If an idea sounds immediately good to everyone, it almost certainly already exists. The ideas worth building are the ones that make most people skeptical: the ones that sound a little wrong on first hearing, that require more explanation than feels comfortable, that produce a certain kind of polite uncertainty in investors and advisors.
This isn't a defense of being contrarian for its own sake. Most ideas that sound bad are just bad. The distinction matters: a bad idea that sounds bad is just a bad idea. A good idea that sounds bad is an opportunity.

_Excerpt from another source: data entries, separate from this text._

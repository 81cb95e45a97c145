//! Resume Tailor: rewrites resume content for a job description with a local or
//! remote LLM, and refuses any output that introduces employers, job titles or
//! projects absent from the trusted input.
//!
//! Commands:
//! - `tailor`  Tailor content to one or more job descriptions and render LaTeX
//! - `render`  Render content to LaTeX without a model
//! - `serve`   Start the HTTP API

mod commands;
mod config;
mod errors;
mod llm_client;
mod loader;
mod models;
mod render;
mod routes;
mod state;
mod tailoring;

use std::path::PathBuf;

use anyhow::Result;
use clap::{Parser, Subcommand};
use tracing::info;
use tracing_subscriber::{layer::SubscriberExt, util::SubscriberInitExt, EnvFilter};

use crate::commands::tailor::TailorArgs;
use crate::config::Config;
use crate::llm_client::BackendKind;

#[derive(Parser)]
#[command(
    name = "resume-tailor",
    about = "Tailor resume content to a job description without fabricating facts",
    version
)]
struct Cli {
    #[command(subcommand)]
    command: Commands,

    /// Enable verbose logging
    #[arg(short, long, global = true)]
    verbose: bool,

    /// LLM backend: local (Ollama) or remote (OpenAI-compatible). Overrides RESUME_LLM_BACKEND
    #[arg(long, global = true)]
    backend: Option<BackendKind>,

    /// Model name; defaults per backend. Overrides RESUME_LLM_MODEL
    #[arg(long, global = true)]
    model: Option<String>,
}

#[derive(Subcommand)]
enum Commands {
    /// Tailor content to job descriptions and render LaTeX
    Tailor(TailorArgs),

    /// Render content to LaTeX without calling a model
    Render {
        /// Resume content (YAML)
        #[arg(short, long)]
        content: PathBuf,

        /// Output .tex file (stdout when omitted)
        #[arg(short, long)]
        output: Option<PathBuf>,
    },

    /// Start the HTTP API server
    Serve {
        /// Override the port
        #[arg(short, long)]
        port: Option<u16>,
    },
}

#[tokio::main]
async fn main() -> Result<()> {
    // Load configuration first so RUST_LOG from .env applies to logging
    let config = Config::from_env()?;
    let cli = Cli::parse();
    let config = config.with_overrides(cli.backend, cli.model.clone());

    // Initialize structured logging on stderr; stdout may carry LaTeX
    let level = if cli.verbose { "debug" } else { config.rust_log.as_str() };
    tracing_subscriber::registry()
        .with(EnvFilter::try_from_default_env().unwrap_or_else(|_| {
            EnvFilter::new(format!("{}={}", env!("CARGO_CRATE_NAME"), level))
        }))
        .with(tracing_subscriber::fmt::layer().with_writer(std::io::stderr))
        .init();

    info!("Starting Resume Tailor v{}", env!("CARGO_PKG_VERSION"));

    match cli.command {
        Commands::Tailor(args) => commands::tailor::run(args, config.backend_config()).await?,
        Commands::Render { content, output } => commands::render::run(&content, output).await?,
        Commands::Serve { port } => commands::serve::run(config, port).await?,
    }

    Ok(())
}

The reason genuinely new ideas often sound bad at first is that they require the listener to update their model of the world. If your idea fits neatly into someone's existing framework, it's probably not new enough. The best ideas create a small cognitive dissonance. They contradict something the listener assumed was fixed, and the initial reaction is resistance rather than enthusiasm.
The test isn't whether people immediately understand it. The test is whether your certainty holds up under skepticism. If every objection makes the idea seem weaker, there's probably something wrong with it. But if every serious objection forces you to go deeper, to understand the idea at a more fundamental level, and the core of it stays intact, that's a good sign.
Both of my companies looked like bad ideas to people who hadn't spent years inside the problems. A wearable device collecting interstitial fluid for diagnostics, before the research was well-known. A recovery program for personality disorders built on a specific cognitive framework, before the clinical evidence had caught up with the model. In both cases, the initial response was skepticism. In both cases, the skepticism came from a surface reading of a problem that required depth to understand.
The longer you sit with a real idea, the more certain you become. That asymmetry between your conviction and everyone else's doubt is usually a sign that you're working on something worth building.